On May 13, 1991, D’Ottavio filed a pro se petition to set aside his conviction pursuant to 28 U.S.C. § 2255 and on September 10, 1991, the Court denied that petition in a memorandum opinion and order. D’Ottavio v. United States, 91 Civ. 7627, 1991 WL 183358 (S.D.N.Y. September 10, 1991). On November 12, 1991, D’Ottavio filed a second pro se petition to set aside his conviction and on July 27, 1992, the Court denied that petition as well. D’Ottavio v. United States, 794 F.Supp. 520 (S.D.N.Y.1992). On March 2, 1993, the Second Circuit affirmed that denial in a summary order. D’Ottavio v. United States, 992 F.2d 319 (2d Cir.1993).

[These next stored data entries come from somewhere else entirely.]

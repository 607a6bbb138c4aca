//! Event categories, review workflow and field rules.

use std::fmt;
use std::str::FromStr;

use chrono::{NaiveDate, NaiveTime};
use serde::{Deserialize, Serialize};

use crate::error::{Result, SeamsError};

/// Highest point value a single event may award.
pub const MAX_EVENT_POINTS: i32 = 1000;

/// Event category as shown to students.
#[derive(Debug, Clone, Copy, PartialEq, Eq, Hash, Serialize, Deserialize)]
pub enum EventCategory {
    Technical,
    Cultural,
    Sports,
    #[serde(rename = "NSS")]
    Nss,
    Entrepreneurship,
    Placement,
    #[serde(rename = "Life Skills")]
    LifeSkills,
}

impl EventCategory {
    pub const ALL: [EventCategory; 7] = [
        EventCategory::Technical,
        EventCategory::Cultural,
        EventCategory::Sports,
        EventCategory::Nss,
        EventCategory::Entrepreneurship,
        EventCategory::Placement,
        EventCategory::LifeSkills,
    ];

    pub fn as_str(&self) -> &'static str {
        match self {
            EventCategory::Technical => "Technical",
            EventCategory::Cultural => "Cultural",
            EventCategory::Sports => "Sports",
            EventCategory::Nss => "NSS",
            EventCategory::Entrepreneurship => "Entrepreneurship",
            EventCategory::Placement => "Placement",
            EventCategory::LifeSkills => "Life Skills",
        }
    }
}

impl fmt::Display for EventCategory {
    fn fmt(&self, f: &mut fmt::Formatter<'_>) -> fmt::Result {
        f.write_str(self.as_str())
    }
}

impl FromStr for EventCategory {
    type Err = SeamsError;

    fn from_str(s: &str) -> Result<Self> {
        EventCategory::ALL
            .into_iter()
            .find(|c| c.as_str().eq_ignore_ascii_case(s.trim()))
            .ok_or_else(|| SeamsError::InvalidInput(format!("unknown event category '{}'", s)))
    }
}

impl TryFrom<String> for EventCategory {
    type Error = SeamsError;

    fn try_from(value: String) -> Result<Self> {
        value.parse()
    }
}

/// Lifecycle status of an event.
#[derive(Debug, Clone, Copy, Default, PartialEq, Eq, Hash, Serialize, Deserialize)]
#[serde(rename_all = "lowercase")]
pub enum EventStatus {
    #[default]
    Pending,
    Approved,
    Rejected,
    Completed,
}

impl EventStatus {
    pub fn as_str(&self) -> &'static str {
        match self {
            EventStatus::Pending => "pending",
            EventStatus::Approved => "approved",
            EventStatus::Rejected => "rejected",
            EventStatus::Completed => "completed",
        }
    }

    /// Initial status for an event created by a user of the given role.
    pub fn initial_for(role: crate::Role) -> Self {
        if role.auto_approves_events() {
            EventStatus::Approved
        } else {
            EventStatus::Pending
        }
    }

    /// Validate an admin review decision.
    ///
    /// Nothing moves back to `pending`, and `completed` is terminal.
    pub fn transition(self, next: EventStatus) -> Result<EventStatus> {
        use EventStatus::*;
        match (self, next) {
            (Pending, Approved)
            | (Pending, Rejected)
            | (Rejected, Approved)
            | (Approved, Rejected)
            | (Approved, Completed) => Ok(next),
            _ => Err(SeamsError::InvalidTransition {
                from: self,
                to: next,
            }),
        }
    }

    pub fn is_open_for_registration(&self) -> bool {
        matches!(self, EventStatus::Approved)
    }

    /// Fails with `EventNotOpen` unless students may currently sign up.
    pub fn ensure_open(&self) -> Result<()> {
        if self.is_open_for_registration() {
            Ok(())
        } else {
            Err(SeamsError::EventNotOpen(*self))
        }
    }
}

impl fmt::Display for EventStatus {
    fn fmt(&self, f: &mut fmt::Formatter<'_>) -> fmt::Result {
        f.write_str(self.as_str())
    }
}

impl FromStr for EventStatus {
    type Err = SeamsError;

    fn from_str(s: &str) -> Result<Self> {
        match s.trim().to_ascii_lowercase().as_str() {
            "pending" => Ok(EventStatus::Pending),
            "approved" => Ok(EventStatus::Approved),
            "rejected" => Ok(EventStatus::Rejected),
            "completed" => Ok(EventStatus::Completed),
            other => Err(SeamsError::InvalidInput(format!(
                "unknown event status '{}'",
                other
            ))),
        }
    }
}

impl TryFrom<String> for EventStatus {
    type Error = SeamsError;

    fn try_from(value: String) -> Result<Self> {
        value.parse()
    }
}

/// Fields supplied when creating an event.
#[derive(Debug, Clone, PartialEq, Serialize, Deserialize)]
pub struct EventDraft {
    pub title: String,
    pub description: String,
    pub date: NaiveDate,
    pub time: String,
    pub venue: String,
    pub category: EventCategory,
    pub points: i32,
    pub max_participants: Option<i32>,
    pub poster: Option<String>,
    pub end_date: Option<NaiveDate>,
    pub end_time: Option<String>,
    pub coordinators: Vec<String>,
}

impl EventDraft {
    pub fn validate(&self) -> Result<()> {
        require_text("title", &self.title)?;
        require_text("description", &self.description)?;
        require_text("venue", &self.venue)?;
        validate_time("time", &self.time)?;
        if let Some(end_time) = &self.end_time {
            validate_time("end_time", end_time)?;
        }
        validate_points(self.points)?;
        validate_max_participants(self.max_participants)?;
        validate_date_range(self.date, self.end_date)
    }
}

/// Partial update of an event. `None` leaves a field unchanged.
#[derive(Debug, Clone, Default, PartialEq, Serialize, Deserialize)]
pub struct EventPatch {
    pub title: Option<String>,
    pub description: Option<String>,
    pub date: Option<NaiveDate>,
    pub time: Option<String>,
    pub venue: Option<String>,
    pub category: Option<EventCategory>,
    pub points: Option<i32>,
    pub max_participants: Option<i32>,
    pub poster: Option<String>,
    pub end_date: Option<NaiveDate>,
    pub end_time: Option<String>,
    pub coordinators: Option<Vec<String>>,
}

impl EventPatch {
    /// Validates only the fields that are present. Cross-field checks that
    /// need the stored event (date range, capacity) are done by the caller.
    pub fn validate(&self) -> Result<()> {
        if let Some(title) = &self.title {
            require_text("title", title)?;
        }
        if let Some(description) = &self.description {
            require_text("description", description)?;
        }
        if let Some(venue) = &self.venue {
            require_text("venue", venue)?;
        }
        if let Some(time) = &self.time {
            validate_time("time", time)?;
        }
        if let Some(end_time) = &self.end_time {
            validate_time("end_time", end_time)?;
        }
        if let Some(points) = self.points {
            validate_points(points)?;
        }
        validate_max_participants(self.max_participants)
    }

    pub fn is_empty(&self) -> bool {
        self == &EventPatch::default()
    }
}

fn require_text(field: &str, value: &str) -> Result<()> {
    if value.trim().is_empty() {
        return Err(SeamsError::InvalidInput(format!("{} must not be empty", field)));
    }
    Ok(())
}

/// Times are 24h `HH:MM`.
pub fn validate_time(field: &str, value: &str) -> Result<()> {
    NaiveTime::parse_from_str(value.trim(), "%H:%M")
        .map(|_| ())
        .map_err(|_| SeamsError::InvalidInput(format!("{} must be HH:MM, got '{}'", field, value)))
}

pub fn validate_points(points: i32) -> Result<()> {
    if !(0..=MAX_EVENT_POINTS).contains(&points) {
        return Err(SeamsError::InvalidInput(format!(
            "points must be between 0 and {}",
            MAX_EVENT_POINTS
        )));
    }
    Ok(())
}

pub fn validate_max_participants(max: Option<i32>) -> Result<()> {
    match max {
        Some(m) if m < 1 => Err(SeamsError::InvalidInput(
            "max_participants must be at least 1".into(),
        )),
        _ => Ok(()),
    }
}

pub fn validate_date_range(start: NaiveDate, end: Option<NaiveDate>) -> Result<()> {
    match end {
        Some(end) if end < start => Err(SeamsError::InvalidInput(
            "end_date must not be before date".into(),
        )),
        _ => Ok(()),
    }
}

/// Fails with `EventFull` when one more registration would exceed capacity.
pub fn check_capacity(registered: i32, max: Option<i32>) -> Result<()> {
    match max {
        Some(max) if registered >= max => Err(SeamsError::EventFull { max }),
        _ => Ok(()),
    }
}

On June 14, 1993, D’Ottavio deposited the instant petition with the United States Post Office, see Letter from Salvatore D’Ottavio dated November 11, 1993 (“D’Ottavio Letter”) Exh. A., and on June 17, 1993, it was received by the Clerk’s Office. Id. Exh. B. Then, on July 15, 1993, D’Ottavio was released from the Federal Correctional Institute at Allenwood, Pennsylvania, after completing his five-year term of imprisonment, and began serving a term of mandatory release. Government Response (“Gov’t Resp.”) Exh. B. On August 19, 1993, the Clerk’s Office filed the instant petition.

DISCUSSION

In order to collaterally attack a sentence under section 2255, a petitioner [324]*324must establish that he or she is “in custody-in violation of the Constitution or laws ... of the United States.” 28 U.S.C. § 2255 (1988). In its response, the Government argues that the Court lacks jurisdiction because D’Ottavio’s petition was filed approximately one month after his release from prison. In pro se cases, however, the Court has jurisdiction with respect to a section 2255 petition so long as the petition was received by the Clerk’s Office while the petitioner remained in custody. See Toliver v. County of Sullivan, 841 F.2d 41, 42 (2d Cir.1988). In this case, D’Ottavio’s petition was received by the Clerk’s Office on June 17, 1993, approximately one month prior to his release from prison. Therefore, since D’Ottavio satisfied the “in custody” requirement at that time, jurisdiction was not defeated by his subsequent release from physical custody. See Carafas v. LaVallee, 391 U.S. 234, 238, 88 S.Ct. 1556, 1559-60, 20 L.Ed.2d 554 (1968).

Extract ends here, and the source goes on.